We (rOpenSci) have been writing code for R packages for a couple years, so it is time to take a look back at the data. What data you ask? The commits data from GitHub ~ data that records who did what and when.
Using the Github commits API we can gather data on who commited code to a Github repository, and when they did it. Then we can visualize this hitorical record.
Install some functions for interacting with the Github API via R
install_github('sandbox', 'ropensci')
library(sandbox)
library(httr)
library(ggplot2)
library(scales)
library(reshape2)
library(bipartite)
library(doMC)
library(plyr)
library(ggthemes)
library(picante)
# And authenticate - pops open a page in your default browser, then tells
# you authentication was successful
github_auth()
Get all repos for an organization, here ropensci of course
ropensci_repos <- github_allrepos(userorg = "ropensci")
Get commits broken down in to additions and deletions, though below we just collapse them to all commits
registerDoMC(cores = 4)
github_commits_safe <- plyr::failwith(NULL, github_commits)
out <- llply(ropensci_repos, function(x) github_commits_safe("ropensci", x,
since = "2009-01-01T", limit = 500), .parallel = TRUE)
names(out) <- ropensci_repos
out2 <- compact(out)
outdf <- ldply(out2)
Plot commits by date and repo
outdf_subset <- outdf[!outdf$.id %in% c("citeulike", "challenge", "docs", "ropensci-book",
"usecases", "textmine", "usgs", "ropenscitoolkit", "neotoma", "rEWDB", "rgauges",
"rodash", "ropensci.github.com", "ROAuth"), ]
outdf_subset$.id <- tolower(outdf_subset$.id)
outdf_subset <- ddply(outdf_subset, .(.id, date), summarise, value = sum(value))

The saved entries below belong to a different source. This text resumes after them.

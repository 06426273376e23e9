//! Authentication and admission layers for `/v1`.

use crate::SharedState;
use crate::api::ErrorResponse;
use axum::{
    extract::{Request, State},
    http::{HeaderMap, HeaderName, HeaderValue, StatusCode, header},
    middleware::Next,
    response::{IntoResponse, Json, Response},
};
use casedraft_admission::{
    AdmissionDecision, AdmissionGate, CallerIdentity, OperationClass, RateLimitStatus,
};
use chrono::Utc;
use tracing::warn;

pub const RATE_LIMIT_LIMIT: HeaderName = HeaderName::from_static("x-ratelimit-limit");
pub const RATE_LIMIT_REMAINING: HeaderName = HeaderName::from_static("x-ratelimit-remaining");
pub const RATE_LIMIT_RESET: HeaderName = HeaderName::from_static("x-ratelimit-reset");

/// Error half of every `/v1` handler.
pub type ApiError = (StatusCode, HeaderMap, Json<ErrorResponse>);

/// Resolve the caller and attach a [`CallerIdentity`] to the request.
///
/// An `Authorization` header must use the Bearer scheme (any case) with a
/// configured token; no header at all means an anonymous caller keyed by
/// address.
pub async fn authenticate(
    State(state): State<SharedState>,
    mut req: Request,
    next: Next,
) -> Response {
    let caller_id = match req.headers().get(header::AUTHORIZATION) {
        None => None,
        Some(value) => {
            let Some(token) = bearer_token(value) else {
                warn!(path = %req.uri().path(), "Rejected non-Bearer authorization");
                return unauthorized("authorization must use the Bearer scheme");
            };
            match state.caller_for(token) {
                Some(id) => Some(id.to_string()),
                None => {
                    warn!(path = %req.uri().path(), "Rejected unknown bearer token");
                    return unauthorized("invalid bearer token");
                }
            }
        }
    };

    let identity = CallerIdentity::resolve(caller_id.as_deref(), |name| {
        req.headers()
            .get(name)
            .and_then(|v| v.to_str().ok())
            .map(str::to_string)
    });
    req.extensions_mut().insert(identity);
    next.run(req).await
}

/// Token of a `Bearer <token>` header value. The scheme is matched
/// case-insensitively; other schemes and empty tokens yield `None`.
pub fn bearer_token(value: &HeaderValue) -> Option<&str> {
    let (scheme, token) = value.to_str().ok()?.trim().split_once(' ')?;
    let token = token.trim();
    (scheme.eq_ignore_ascii_case("bearer") && !token.is_empty()).then_some(token)
}

fn unauthorized(message: &str) -> Response {
    (StatusCode::UNAUTHORIZED, Json(ErrorResponse::new(message))).into_response()
}

/// General admission for every `/v1` request: `api` for authenticated
/// callers, `anonymous` otherwise.
///
/// Headers set by a handler's own class check take precedence.
pub async fn admit_request(
    State(state): State<SharedState>,
    req: Request,
    next: Next,
) -> Response {
    let identity = req
        .extensions()
        .get::<CallerIdentity>()
        .cloned()
        .unwrap_or(CallerIdentity::Unknown);
    let class = if identity.is_authenticated() {
        OperationClass::Api
    } else {
        OperationClass::Anonymous
    };

    match admit(&state.gate, &identity, class).await {
        Ok(headers) => {
            let mut response = next.run(req).await;
            for (name, value) in headers.iter() {
                response
                    .headers_mut()
                    .entry(name)
                    .or_insert_with(|| value.clone());
            }
            response
        }
        Err(rejection) => rejection.into_response(),
    }
}

/// Check one class for `identity`. On success returns the rate-limit
/// headers to attach; on rejection a ready 429.
pub async fn admit(
    gate: &AdmissionGate,
    identity: &CallerIdentity,
    class: OperationClass,
) -> Result<HeaderMap, ApiError> {
    let decision = gate.check(identity, class).await;
    let mut headers = match &decision {
        // Unmetered: nothing meaningful to report.
        AdmissionDecision::Degraded { .. } => HeaderMap::new(),
        d => rate_limit_headers(d.status()),
    };

    match decision.into_result(class) {
        Ok(_) => Ok(headers),
        Err(err) => {
            headers.insert(
                header::RETRY_AFTER,
                HeaderValue::from(err.retry_after_secs(Utc::now())),
            );
            Err((
                StatusCode::TOO_MANY_REQUESTS,
                headers,
                Json(ErrorResponse::rate_limited(&err)),
            ))
        }
    }
}

/// `X-RateLimit-*` headers for `status`. Reset is in unix seconds.
pub fn rate_limit_headers(status: &RateLimitStatus) -> HeaderMap {
    let mut headers = HeaderMap::new();
    headers.insert(RATE_LIMIT_LIMIT, HeaderValue::from(status.limit));
    headers.insert(RATE_LIMIT_REMAINING, HeaderValue::from(status.remaining));
    headers.insert(RATE_LIMIT_RESET, HeaderValue::from(status.reset_at.timestamp()));
    headers
}

#[cfg(test)]
mod tests {
    use super::*;
    use chrono::TimeZone;

    #[test]
    fn headers_carry_limit_remaining_and_unix_reset() {
        let status = RateLimitStatus {
            allowed: true,
            limit: 10,
            remaining: 7,
            reset_at: Utc.with_ymd_and_hms(2026, 3, 2, 10, 0, 0).unwrap(),
        };
        let headers = rate_limit_headers(&status);
        assert_eq!(headers[&RATE_LIMIT_LIMIT], "10");
        assert_eq!(headers[&RATE_LIMIT_REMAINING], "7");
        assert_eq!(headers[&RATE_LIMIT_RESET], "1772445600");
    }

    #[test]
    fn bearer_scheme_is_case_insensitive() {
        for raw in ["Bearer tok-1", "bearer tok-1", "BEARER  tok-1 "] {
            assert_eq!(bearer_token(&HeaderValue::from_static(raw)), Some("tok-1"), "{raw}");
        }
    }

    #[test]
    fn other_schemes_and_bare_tokens_are_not_bearer() {
        for raw in ["Basic dXNlcjpwYXNz", "tok-1", "Bearer ", "Token tok-1"] {
            assert_eq!(bearer_token(&HeaderValue::from_static(raw)), None, "{raw}");
        }
    }
}
//! Admission control for CaseDraft.
//!
//! Every request is checked against a sliding-window quota keyed by caller
//! identity and operation class before any assembly or generation happens.
//! Over-quota requests are rejected without touching the generation
//! backend. A failing counter store admits requests (fail-open) and logs
//! the outage.
//!
//! Counter stores:
//! - [`InMemoryCounterStore`]: per process
//! - `SqliteCounterStore` (feature `sqlite`): shared through a database file

pub mod class;
pub mod gate;
pub mod identity;
#[cfg(feature = "sqlite")]
pub mod sqlite_store;
pub mod store;

pub use class::{OperationClass, Quota, QuotaTable};
pub use gate::{AdmissionDecision, AdmissionError, AdmissionGate, RateLimitStatus};
pub use identity::CallerIdentity;
#[cfg(feature = "sqlite")]
pub use sqlite_store::SqliteCounterStore;
pub use store::{CounterStore, InMemoryCounterStore, StoreError, WindowSnapshot};

use casedraft_config::{AppConfig, CounterBackend};
use std::sync::Arc;

/// Build the configured counter store.
pub async fn store_from_config(config: &AppConfig) -> Result<Arc<dyn CounterStore>, StoreError> {
    match config.rate_limits.backend {
        CounterBackend::Memory => Ok(Arc::new(InMemoryCounterStore::new())),
        #[cfg(feature = "sqlite")]
        CounterBackend::Sqlite => {
            let path = config.rate_limit_db_path();
            if let Some(parent) = path.parent() {
                std::fs::create_dir_all(parent)
                    .map_err(|e| StoreError::Unavailable(format!("{}: {e}", parent.display())))?;
            }
            let url = format!("sqlite://{}", path.display());
            Ok(Arc::new(SqliteCounterStore::new(&url).await?))
        }
        #[cfg(not(feature = "sqlite"))]
        CounterBackend::Sqlite => Err(StoreError::Unavailable(
            "built without the `sqlite` feature".into(),
        )),
    }
}
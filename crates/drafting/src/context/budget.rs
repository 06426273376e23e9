//! Budget allocation: splits a fixed token capacity across categories.

use casedraft_config::BudgetConfig;
use serde::{Deserialize, Serialize};
use thiserror::Error;

/// A named slice of the token budget.
#[derive(Debug, Clone, Copy, PartialEq, Eq, Hash, Serialize, Deserialize)]
#[serde(rename_all = "snake_case")]
pub enum Category {
    Instructions,
    SourceMaterial,
    ReferenceMaterial,
    PrecedentMaterial,
    ReservedOutput,
}

impl Category {
    /// Prompt categories in assembly order.
    pub const PROMPT_ORDER: [Category; 4] = [
        Category::Instructions,
        Category::SourceMaterial,
        Category::ReferenceMaterial,
        Category::PrecedentMaterial,
    ];

    pub fn as_str(&self) -> &'static str {
        match self {
            Category::Instructions => "instructions",
            Category::SourceMaterial => "source_material",
            Category::ReferenceMaterial => "reference_material",
            Category::PrecedentMaterial => "precedent_material",
            Category::ReservedOutput => "reserved_output",
        }
    }
}

impl std::fmt::Display for Category {
    fn fmt(&self, f: &mut std::fmt::Formatter<'_>) -> std::fmt::Result {
        f.write_str(self.as_str())
    }
}

/// Errors raised while building a budget.
#[derive(Debug, Clone, PartialEq, Error)]
pub enum BudgetError {
    #[error("category caps sum to {caps} tokens, above the total of {total}")]
    CapsExceedTotal { caps: usize, total: usize },

    #[error("total budget of {total} tokens exceeds the {window}-token context window")]
    TotalExceedsWindow { total: usize, window: usize },

    #[error("budget ratios must be non-negative and sum to at most 1.0 (got {0})")]
    InvalidRatios(f64),
}

/// Fixed total capacity plus per-category caps, in estimated tokens.
///
/// Caps always sum to at most `total`, and `total` never exceeds
/// `context_window`. Construct through [`TokenBudget::new`],
/// [`TokenBudget::from_config`] or [`TokenBudget::from_ratios`].
#[derive(Debug, Clone, PartialEq, Eq, Serialize)]
pub struct TokenBudget {
    total: usize,
    context_window: usize,
    instructions: usize,
    source_material: usize,
    reference_material: usize,
    precedent_material: usize,
    reserved_output: usize,
}

/// Share of the total given to each category.
#[derive(Debug, Clone, Copy, PartialEq)]
pub struct BudgetRatios {
    pub source_material: f64,
    pub reference_material: f64,
    pub precedent_material: f64,
    pub instructions: f64,
    pub reserved_output: f64,
}

impl Default for BudgetRatios {
    /// 40% source, ~27% reference, ~13% precedent, ~13% instructions,
    /// ~7% reserved for output.
    fn default() -> Self {
        Self {
            source_material: 6.0 / 15.0,
            reference_material: 4.0 / 15.0,
            precedent_material: 2.0 / 15.0,
            instructions: 2.0 / 15.0,
            reserved_output: 1.0 / 15.0,
        }
    }
}

impl BudgetRatios {
    fn sum(&self) -> f64 {
        self.source_material
            + self.reference_material
            + self.precedent_material
            + self.instructions
            + self.reserved_output
    }

    fn is_valid(&self) -> bool {
        let parts = [
            self.source_material,
            self.reference_material,
            self.precedent_material,
            self.instructions,
            self.reserved_output,
        ];
        parts.iter().all(|p| p.is_finite() && *p >= 0.0) && self.sum() <= 1.0 + 1e-9
    }
}

impl TokenBudget {
    /// Build a budget from explicit caps.
    pub fn new(
        total: usize,
        context_window: usize,
        caps: [(Category, usize); 5],
    ) -> Result<Self, BudgetError> {
        let mut budget = Self {
            total,
            context_window,
            instructions: 0,
            source_material: 0,
            reference_material: 0,
            precedent_material: 0,
            reserved_output: 0,
        };
        for (category, cap) in caps {
            *budget.slot(category) = cap;
        }
        budget.check()?;
        Ok(budget)
    }

    /// Build a budget from the `[budget]` configuration section.
    pub fn from_config(config: &BudgetConfig) -> Result<Self, BudgetError> {
        Self::new(
            config.total_tokens,
            config.context_window,
            [
                (Category::Instructions, config.instructions),
                (Category::SourceMaterial, config.source_material),
                (Category::ReferenceMaterial, config.reference_material),
                (Category::PrecedentMaterial, config.precedent_material),
                (Category::ReservedOutput, config.reserved_output),
            ],
        )
    }

    /// Derive caps as floor(total × ratio) for each category.
    pub fn from_ratios(
        total: usize,
        context_window: usize,
        ratios: BudgetRatios,
    ) -> Result<Self, BudgetError> {
        if !ratios.is_valid() {
            return Err(BudgetError::InvalidRatios(ratios.sum()));
        }
        let share = |r: f64| (total as f64 * r).floor() as usize;
        let budget = Self::new(
            total,
            context_window,
            [
                (Category::Instructions, share(ratios.instructions)),
                (Category::SourceMaterial, share(ratios.source_material)),
                (Category::ReferenceMaterial, share(ratios.reference_material)),
                (Category::PrecedentMaterial, share(ratios.precedent_material)),
                (Category::ReservedOutput, share(ratios.reserved_output)),
            ],
        )?;
        Ok(budget)
    }

    fn check(&self) -> Result<(), BudgetError> {
        if self.total > self.context_window {
            return Err(BudgetError::TotalExceedsWindow {
                total: self.total,
                window: self.context_window,
            });
        }
        match self.checked_caps_total() {
            Some(caps) if caps <= self.total => Ok(()),
            _ => Err(BudgetError::CapsExceedTotal {
                caps: self.caps_total(),
                total: self.total,
            }),
        }
    }

    fn caps(&self) -> [usize; 5] {
        [
            self.instructions,
            self.source_material,
            self.reference_material,
            self.precedent_material,
            self.reserved_output,
        ]
    }

    fn checked_caps_total(&self) -> Option<usize> {
        self.caps()
            .into_iter()
            .try_fold(0usize, |sum, cap| sum.checked_add(cap))
    }

    fn slot(&mut self, category: Category) -> &mut usize {
        match category {
            Category::Instructions => &mut self.instructions,
            Category::SourceMaterial => &mut self.source_material,
            Category::ReferenceMaterial => &mut self.reference_material,
            Category::PrecedentMaterial => &mut self.precedent_material,
            Category::ReservedOutput => &mut self.reserved_output,
        }
    }

    /// Cap for one category.
    pub fn cap(&self, category: Category) -> usize {
        match category {
            Category::Instructions => self.instructions,
            Category::SourceMaterial => self.source_material,
            Category::ReferenceMaterial => self.reference_material,
            Category::PrecedentMaterial => self.precedent_material,
            Category::ReservedOutput => self.reserved_output,
        }
    }

    pub fn total(&self) -> usize {
        self.total
    }

    pub fn context_window(&self) -> usize {
        self.context_window
    }

    /// Tokens left between the total and the backend's hard limit.
    pub fn headroom(&self) -> usize {
        self.context_window.saturating_sub(self.total)
    }

    /// Sum of every category cap, saturating at `usize::MAX`.
    pub fn caps_total(&self) -> usize {
        self.caps()
            .into_iter()
            .fold(0usize, |sum, cap| sum.saturating_add(cap))
    }

    /// Ceiling for the assembled prompt body: the total minus the output
    /// reservation.
    pub fn prompt_capacity(&self) -> usize {
        self.total.saturating_sub(self.reserved_output)
    }
}

impl Default for TokenBudget {
    fn default() -> Self {
        let config = BudgetConfig::default();
        Self {
            total: config.total_tokens,
            context_window: config.context_window,
            instructions: config.instructions,
            source_material: config.source_material,
            reference_material: config.reference_material,
            precedent_material: config.precedent_material,
            reserved_output: config.reserved_output,
        }
    }
}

mindates <- llply(unique(outdf_subset$.id), function(x) min(outdf_subset[outdf_subset$.id ==
x, "date"]))
names(mindates) <- unique(outdf_subset$.id)
mindates <- sort(do.call(c, mindates))
outdf_subset$.id <- factor(outdf_subset$.id, levels = names(mindates))
ggplot(outdf_subset, aes(date, value, fill = .id)) +
geom_bar(stat = "identity", width = 0.5) +
geom_rangeframe(sides = "b", colour = "grey") +
theme_bw(base_size = 9) +
scale_x_date(labels = date_format("%Y"), breaks = date_breaks("year")) +
scale_y_log10() +
facet_grid(.id ~ .) +
labs(x = "", y = "") +
theme(axis.text.y = element_blank(),
axis.text.x = element_text(colour = "black"),
axis.ticks.y = element_blank(),
strip.text.y = element_text(angle = 0, size = 8, ),
strip.background = element_rect(size = 0),
panel.grid.major = element_blank(),
panel.grid.minor = element_blank(),
legend.text = element_text(size = 8),
legend.position = "none",
panel.border = element_blank())
The plot above plots the sum of additions+deletions, and is sorted by the first commit date of reach repo, with the first being treebase, which wraps the Treebase API, and the most recent being rwbclimate, which wraps the World Blank climate data API.
You can see that some repos have recieved commits more or less consistently over their life time, while others have seen a little development here and there. w
In addition, there are quite a few people that have committed code now to rOpenSci repos, calling for a network vizualization of course.
outdf_network <- droplevels(outdf[!outdf$.id %in% c("citeulike", "challenge",
"docs", "ropensci-book", "usecases", "textmine", "usgs", "ropenscitoolkit",
"retriever", "rodash", "ropensci.github.com", "ROAuth", "rgauges", "sandbox",
"rfna", "rmetadata", "rhindawi", "rpmc", "rpensoft", "ritis"), ])
casted <- dcast(outdf_network, .id + date + name ~ variable, fun.aggregate = length,
value.var = "value")
names(casted)[1] <- "repo"
casted2 <- ddply(casted, .(repo, name), summarise, commits = sum(additions))
casted2 <- data.frame(repo = casted2$repo, weight = casted2$commits, name = casted2$name)
mat <- sample2matrix(casted2)
plotweb(sortweb(mat, sort.order = "dec"), method = "normal", text.rot = 90,
adj.high = c(-0.3, 0), adj.low = c(1, -0.3), y.width.low = 0.05, y.width.high = 0.05,
ybig = 0.09, labsize = 0.7)
The plot above shows repos on one side and contributors on the other. Some folks (the core rOpenSci team: cboettig, karthikram, emhart, and schamberlain) have committed quite a lot to many packages. We also have amny awesome contributors to our packages (some contributors and repos have been removed for clarity).
rOpenSci is truly a collaborative effort to develop tools for open science, so thanks to all our contributors - keep on forking, pull requesting, and commiting.